Он пытался ее соблазнить, но она в последний момент вывернулась и выскочила — буквально в один день! — замуж за мальчика девятнадцати лет! Это был младший братец рябой толстухи! Я был знаком с мальчишкой, мы пару раз пили пиво в порту; он рассказывал, что работал почтальоном, сочинял песни, играл на гитаре и сильно краснел. Он был романтик, романтик на велосипеде, романтик с сумкой на ремне. Он говорил, что быть почтальоном — это очень романтично. Утром прыгаешь на велосипед, с первыми лучами солнца катишь и развозишь первые утренние газеты и письма, катишь себе и поешь… Он находил в этом романтику.
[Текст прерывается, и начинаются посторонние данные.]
//! Force contributors for the particle pool
//!
//! Each term implements [`ForceTerm`] and a [`ForceSet`] sums them per
//! particle: SPH pressure gradient, SPH viscosity, and gravity from the
//! external bodies handed in for the current tick.

use rayon::prelude::*;

use crate::simulation::kernels::{spiky_gradient, viscosity_laplacian};
use crate::simulation::params::SphParameters;
use crate::simulation::states::{GravitationalBody, NVec3, Particle};

/// Read-only view of one tick: the pool after the density pass plus the
/// borrowed body list. Nothing here outlives the tick.
pub struct ForceContext<'a> {
    pub particles: &'a [Particle],
    pub bodies: &'a [GravitationalBody],
}

/// Trait for force sources.
/// `force_on` is only called for live particles and returns that term's
/// contribution to particle `i`.
pub trait ForceTerm {
    fn force_on(&self, i: usize, ctx: &ForceContext) -> NVec3;
}

/// Collection of force terms summed into one force per particle
pub struct ForceSet {
    terms: Vec<Box<dyn ForceTerm + Send + Sync>>,
}

impl ForceSet {
    /// Create an empty force set
    pub fn new() -> Self {
        Self { terms: Vec::new() }
    }

    /// The full SPH + gravity set used by scenarios
    pub fn sph_with_gravity(sph: &SphParameters, softening: f64) -> Self {
        Self::new()
            .with(SphPressure::new(sph))
            .with(SphViscosity::new(sph))
            .with(ExternalGravity { softening })
    }

    /// Add a force term
    pub fn with(mut self, term: impl ForceTerm + Send + Sync + 'static) -> Self {
        self.terms.push(Box::new(term));
        self
    }

    pub fn len(&self) -> usize {
        self.terms.len()
    }

    pub fn is_empty(&self) -> bool {
        self.terms.is_empty()
    }

    /// Total force on particle `i`, zero for dead particles
    pub fn total_force(&self, i: usize, ctx: &ForceContext) -> NVec3 {
        if !ctx.particles[i].is_alive() {
            return NVec3::zeros();
        }
        let mut f = NVec3::zeros();
        for term in &self.terms {
            f += term.force_on(i, ctx);
        }
        f
    }

    /// Compute forces for every particle into `out` (same length as the pool).
    /// Reads only from `ctx`, so the parallel path gives identical results.
    pub fn accumulate_forces(&self, ctx: &ForceContext, out: &mut [NVec3], parallel: bool) {
        if parallel {
            out.par_iter_mut()
                .enumerate()
                .for_each(|(i, f)| *f = self.total_force(i, ctx));
        } else {
            for (i, f) in out.iter_mut().enumerate() {
                *f = self.total_force(i, ctx);
            }
        }
    }

    /// Run the force pass and store the result in each particle's `force`
    pub fn apply(&self, particles: &mut [Particle], bodies: &[GravitationalBody], parallel: bool) {
        let mut out = vec![NVec3::zeros(); particles.len()];
        {
            let ctx = ForceContext {
                particles: &*particles,
                bodies,
            };
            self.accumulate_forces(&ctx, &mut out, parallel);
        }
        for (p, f) in particles.iter_mut().zip(out) {
            p.force = f;
        }
    }
}

impl Default for ForceSet {
    fn default() -> Self {
        Self::new()
    }
}

/// Pressure gradient via the Spiky kernel.
///
/// For each live neighbour `j != i` within `h`:
/// `-dir(x_i - x_j) * m_i * (p_i + p_j) / (2 ρ_j) * spiky(h - r)²`.
/// Neighbours with zero density, or sitting exactly on `i`, contribute nothing.
pub struct SphPressure {
    pub h: f64,
    pub spiky_coeff: f64,
}

impl SphPressure {
    pub fn new(sph: &SphParameters) -> Self {
        Self {
            h: sph.h,
            spiky_coeff: sph.spiky_gradient_coefficient(),
        }
    }
}

impl ForceTerm for SphPressure {
    fn force_on(&self, i: usize, ctx: &ForceContext) -> NVec3 {
        let pi = &ctx.particles[i];
        let mut f = NVec3::zeros();

        for (j, pj) in ctx.particles.iter().enumerate() {
            if j == i || !pj.is_alive() || pj.density == 0.0 {
                continue;
            }
            let rij = pi.x - pj.x;
            let r = rij.norm();
            if r >= self.h {
                continue;
            }
            // coincident particles have no direction to push along
            let Some(dir) = rij.try_normalize(0.0) else {
                continue;
            };

            let shared = (pi.pressure + pj.pressure) / (2.0 * pj.density);
            f += -dir * pi.m * shared * spiky_gradient(r, self.h, self.spiky_coeff);
        }
        f
    }
}

/// Viscosity via the Laplacian of the viscosity kernel.
///
/// For each live neighbour `j != i` within `h`:
/// `μ * m_j * (v_j - v_i) / ρ_j * lap(h - r)`. Zero-density neighbours skipped.
pub struct SphViscosity {
    pub h: f64,
    pub viscosity: f64,
    pub laplacian_coeff: f64,
}

impl SphViscosity {
    pub fn new(sph: &SphParameters) -> Self {
        Self {
            h: sph.h,
            viscosity: sph.viscosity,
            laplacian_coeff: sph.viscosity_laplacian_coefficient(),
        }
    }
}

impl ForceTerm for SphViscosity {
    fn force_on(&self, i: usize, ctx: &ForceContext) -> NVec3 {
        let pi = &ctx.particles[i];
        let mut f = NVec3::zeros();

        for (j, pj) in ctx.particles.iter().enumerate() {
            if j == i || !pj.is_alive() || pj.density == 0.0 {
                continue;
            }
            let r = (pi.x - pj.x).norm();
            if r >= self.h {
                continue;
            }
            let lap = viscosity_laplacian(r, self.h, self.laplacian_coeff);
            f += self.viscosity * pj.m * (pj.v - pi.v) / pj.density * lap;
        }
        f
    }
}

/// Softened Newtonian pull toward every external body:
/// `dir(body - x) * μ_body * m / (|body - x|² + softening²)`.
/// A body exactly at the particle position contributes nothing.
pub struct ExternalGravity {
    pub softening: f64,
}

impl ForceTerm for ExternalGravity {
    fn force_on(&self, i: usize, ctx: &ForceContext) -> NVec3 {
        let p = &ctx.particles[i];
        let soft2 = self.softening * self.softening;
        let mut f = NVec3::zeros();

        for body in ctx.bodies {
            let r = body.x - p.x;
            let Some(dir) = r.try_normalize(0.0) else {
                continue;
            };
            let d2 = r.norm_squared();
            f += dir * (body.mu * p.m) / (d2 + soft2);
        }
        f
    }
}
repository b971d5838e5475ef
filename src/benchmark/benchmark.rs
use std::time::Instant;

use crate::simulation::density::density_pressure_pass;
use crate::simulation::forces::ForceSet;
use crate::simulation::integrator::{sph_step, TickInput};
use crate::simulation::params::{EmitterParameters, SphParameters};
use crate::simulation::pool::ParticlePool;
use crate::simulation::states::{GravitationalBody, NVec3, NVec4};

/// Helper to build a pool of `n` live particles at deterministic positions
fn make_pool(n: usize) -> ParticlePool {
    let mut pool = ParticlePool::new(n, make_emitter(), 42);

    for (i, p) in pool.particles_mut().iter_mut().enumerate() {
        let i_f = i as f64;
        // deterministic positions, no rand needed
        p.x = NVec3::new(
            (i_f * 0.37).sin() * 5.0,
            (i_f * 0.13).cos() * 5.0,
            (i_f * 0.07).sin() * 5.0,
        );
        p.v = NVec3::zeros();
        p.m = 1.0;
        p.life = 1.0e9;
    }
    pool
}

fn make_emitter() -> EmitterParameters {
    EmitterParameters {
        spawn_radius: 1.2,
        jet_speed: 3.0,
        perturbation: 0.3,
        initial_life: 8.0,
        mass: 1.0,
        color_pos: NVec4::new(1.0, 0.45, 0.2, 1.0),
        color_neg: NVec4::new(0.25, 0.5, 1.0, 1.0),
    }
}

fn make_sph() -> SphParameters {
    SphParameters {
        h: 1.0,
        gas_constant: 2.0,
        rest_density: 1.0,
        viscosity: 0.25,
    }
}

/// Time the density/pressure pass alone, sequential vs rayon
pub fn bench_density() {
    let ns = [200, 400, 800, 1600, 3200, 6400];
    let sph = make_sph();

    for n in ns {
        let mut pool = make_pool(n);

        // Warm up
        density_pressure_pass(pool.particles_mut(), &sph, false);

        let t0 = Instant::now();
        density_pressure_pass(pool.particles_mut(), &sph, false);
        let dt_seq = t0.elapsed().as_secs_f64();

        let t1 = Instant::now();
        density_pressure_pass(pool.particles_mut(), &sph, true);
        let dt_par = t1.elapsed().as_secs_f64();

        println!("N = {n:5}, sequential = {:8.6} s, parallel = {:8.6} s", dt_seq, dt_par);
    }
}

/// Time a full tick (density + forces + integration) for a range of n.
/// Paste output directly into a spreadsheet to graph
pub fn bench_tick_curve() {
    let sph = make_sph();
    let forces = ForceSet::sph_with_gravity(&sph, 0.5);
    let bodies = [GravitationalBody::new(NVec3::new(0.0, 1.0, 0.0), 50.0)];

    println!("N,sequential_ms,parallel_ms");

    for n in (500..=8000).step_by(500) {
        // Small n: average over a few steps to smooth noise
        let steps = if n <= 2000 { 5 } else { 1 };

        let mut timings = [0.0; 2];
        for (slot, parallel) in [false, true].into_iter().enumerate() {
            let mut pool = make_pool(n);
            let input = TickInput {
                dt: 1.0 / 60.0,
                bodies: &bodies,
                spawn_count: 0,
                origin: NVec3::zeros(),
            };

            let t0 = Instant::now();
            for _ in 0..steps {
                sph_step(&mut pool, &forces, &sph, input, parallel);
            }
            timings[slot] = t0.elapsed().as_secs_f64() * 1000.0 / steps as f64;
        }

        println!("{},{:.6},{:.6}", n, timings[0], timings[1]);
    }
}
— Какой дурак! — кричал Хануман. — Мальчишка! Она старше его на шесть лет! Его одурачили!
На одной из вечеринок они объявили о том, что поженились. Хануман просто развернулся и ушел. Тихо вывернул по направлению к полю и пошел, пошел через поле, черпая ботинками говно. Ему было насрать на всё и на всех.
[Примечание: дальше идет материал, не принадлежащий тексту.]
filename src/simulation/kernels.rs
//! SPH smoothing kernels.
//!
//! All kernels take precomputed coefficients from [`SphParameters`] so the
//! O(n²) passes do not redo `powi(9)` per pair.
//!
//! [`SphParameters`]: super::params::SphParameters

/// Poly6 kernel `k (h² - r²)³` for `r < h`, else 0.
/// Takes the squared distance.
#[inline]
pub fn poly6(r2: f64, h: f64, coeff: f64) -> f64 {
    let h2 = h * h;
    if r2 >= h2 {
        return 0.0;
    }
    let diff = h2 - r2;
    coeff * diff * diff * diff
}

/// Scalar part of the Spiky gradient, `coeff (h - r)²`.
/// Direction is applied by the caller.
#[inline]
pub fn spiky_gradient(r: f64, h: f64, coeff: f64) -> f64 {
    if r >= h {
        return 0.0;
    }
    let diff = h - r;
    coeff * diff * diff
}

/// Laplacian of the viscosity kernel, `coeff (h - r)`
#[inline]
pub fn viscosity_laplacian(r: f64, h: f64, coeff: f64) -> f64 {
    if r >= h {
        return 0.0;
    }
    coeff * (h - r)
}
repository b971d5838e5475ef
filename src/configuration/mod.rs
pub mod config;
//! Core state types for the particle simulation.
//!
//! - `Particle`          one slot of the fixed-capacity pool
//! - `GravitationalBody` an external attractor, rebuilt by the caller every tick
//! - `Aggregate`         pool-wide mass and center of mass
//! - `RenderParticle`    what a renderer needs from a live particle

use nalgebra::{Vector3, Vector4};
pub type NVec3 = Vector3<f64>;
pub type NVec4 = Vector4<f64>; // rgba

#[derive(Debug, Clone, PartialEq)]
pub struct Particle {
    pub x: NVec3, // position
    pub v: NVec3, // velocity
    pub color: NVec4, // rgba, alpha follows remaining life
    pub life: f64, // remaining life, <= 0 means dead / free slot
    pub m: f64, // mass
    pub density: f64, // recomputed every tick
    pub pressure: f64, // recomputed every tick, may be negative
    pub force: NVec3, // accumulated force, recomputed every tick
}

impl Particle {
    /// A dead slot, as created at pool initialization
    pub fn dead() -> Self {
        Self {
            x: NVec3::zeros(),
            v: NVec3::zeros(),
            color: NVec4::new(1.0, 1.0, 1.0, 1.0),
            life: 0.0,
            m: 0.0,
            density: 0.0,
            pressure: 0.0,
            force: NVec3::zeros(),
        }
    }

    /// Live particles take part in physics and rendering
    #[inline]
    pub fn is_alive(&self) -> bool {
        self.life > 0.0
    }
}

impl Default for Particle {
    fn default() -> Self {
        Self::dead()
    }
}

/// External mass source. `mu` is G * mass, so the force law needs one multiply
#[derive(Debug, Clone, Copy, PartialEq)]
pub struct GravitationalBody {
    pub x: NVec3, // position
    pub mu: f64, // gravitational parameter
}

impl GravitationalBody {
    pub fn new(x: NVec3, mu: f64) -> Self {
        Self { x, mu }
    }
}

/// Total live mass and mass-weighted center of the pool
#[derive(Debug, Clone, Copy, PartialEq)]
pub struct Aggregate {
    pub total_mass: f64,
    pub center_of_mass: NVec3,
}

impl Aggregate {
    pub fn empty() -> Self {
        Self {
            total_mass: 0.0,
            center_of_mass: NVec3::zeros(),
        }
    }

    /// Treat the whole swarm as one attractor with gravitational parameter `G * total_mass`
    pub fn as_body(&self, G: f64) -> GravitationalBody {
        GravitationalBody::new(self.center_of_mass, G * self.total_mass)
    }
}

impl Default for Aggregate {
    fn default() -> Self {
        Self::empty()
    }
}

#[derive(Debug, Clone, Copy, PartialEq)]
pub struct RenderParticle {
    pub position: NVec3,
    pub color: NVec4,
}
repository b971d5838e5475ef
//! Spacetime grid deformation
//!
//! A flat lattice in the XZ plane sags under the same attractors the
//! particles feel. Each vertex has a target height from the summed softened
//! potential and eases toward it every tick instead of snapping.
//! Only heights live here; line indices and GPU buffers belong to the renderer.

use super::states::{GravitationalBody, NVec3};

#[derive(Debug, Clone)]
pub struct SpacetimeGrid {
    size: usize, // cells per side, (size + 1)² vertices
    scale: f64, // vertex spacing
    smoothing: f64, // fraction of the gap closed per tick, in (0, 1]
    visual_scale: f64, // potential -> height
    softening: f64,
    heights: Vec<f64>,
    targets: Vec<f64>,
}

impl SpacetimeGrid {
    pub fn new(size: usize, scale: f64, smoothing: f64, visual_scale: f64, softening: f64) -> Self {
        let n = (size + 1) * (size + 1);
        Self {
            size,
            scale,
            smoothing,
            visual_scale,
            softening,
            heights: vec![0.0; n],
            targets: vec![0.0; n],
        }
    }

    pub fn size(&self) -> usize {
        self.size
    }

    pub fn vertex_count(&self) -> usize {
        self.heights.len()
    }

    /// Lattice index of column `i`, row `j`
    #[inline]
    pub fn index(&self, i: usize, j: usize) -> usize {
        j * (self.size + 1) + i
    }

    /// Flat (x, z) of a vertex, lattice centred on the origin
    pub fn vertex_xz(&self, idx: usize) -> (f64, f64) {
        let row = self.size + 1;
        let i = (idx % row) as f64;
        let j = (idx / row) as f64;
        let half = self.size as f64 / 2.0;
        ((i - half) * self.scale, (j - half) * self.scale)
    }

    /// World position `(x, height, z)` of a vertex
    pub fn vertex(&self, idx: usize) -> NVec3 {
        let (x, z) = self.vertex_xz(idx);
        NVec3::new(x, self.heights[idx], z)
    }

    pub fn height(&self, idx: usize) -> f64 {
        self.heights[idx]
    }

    pub fn target(&self, idx: usize) -> f64 {
        self.targets[idx]
    }

    pub fn heights(&self) -> &[f64] {
        &self.heights
    }

    /// Softened potential depth at (x, z); the bodies' Y is ignored.
    /// With zero softening, a body exactly above the vertex contributes nothing.
    pub fn potential_height(&self, x: f64, z: f64, bodies: &[GravitationalBody]) -> f64 {
        let soft2 = self.softening * self.softening;
        let potential: f64 = bodies
            .iter()
            .filter_map(|b| {
                let dx = x - b.x.x;
                let dz = z - b.x.z;
                let d2 = dx * dx + dz * dz + soft2;
                (d2 > 0.0).then(|| -b.mu / d2.sqrt())
            })
            .sum();
        potential * self.visual_scale
    }

    /// Recompute every target height from this tick's bodies
    pub fn compute_targets(&mut self, bodies: &[GravitationalBody]) {
        for idx in 0..self.targets.len() {
            let (x, z) = self.vertex_xz(idx);
            let target = self.potential_height(x, z, bodies);
            self.targets[idx] = target;
        }
    }

    /// Move every height a `smoothing` fraction of the way to its target
    pub fn relax(&mut self) {
        for (h, t) in self.heights.iter_mut().zip(self.targets.iter()) {
            *h += (t - *h) * self.smoothing;
        }
    }

    /// One tick of deformation: new targets, then relax toward them
    pub fn deform(&mut self, bodies: &[GravitationalBody]) {
        self.compute_targets(bodies);
        self.relax();
    }
}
Он перестал пить чай, звонить, отвечать на звонки и вылезать из комнаты. Он читал газеты. Он приказывал, чтоб никто не включал музыку и телевизор. Он слушал радио, ловил какие-то странные радиостанции. Он пытался изобрести беспроводной Интернет. Он часами просиживал у окна, просто глядя на кукурузу. Он смотрел, как росла кукуруза. В его лице росло ожидание.
Мы тоже затаились и ждали, чем это все кончится.
Когда за ним и Непалино приезжали сектанты, чтобы вытащить его с утра пораньше на прогулку с дежурной раздачей журналов, он уходил в туалет и там оставался до тех пор, пока те не убирались без него. Я слышал их изумленные голоса в коридоре, потом слышал изумленные шаги по гравию, слышал, как хлопали дверцы машин: одна с таким сдержанным негодованием, а другая — с обидой. Потом Хануман возвращался в комнату, заваливался и дрых до полудня. Проснувшись, он долго валялся, курил и пил свой чай со сливками, заставлял Непалино снова и снова варить его, а надувшись чаю, принимался шататься по лагерю без цели. Все время бранился. Цеплялся к людям. Издевался над всеми. В его глазах мелькали какие-то огоньки. Вспышки, всполохи бешенства…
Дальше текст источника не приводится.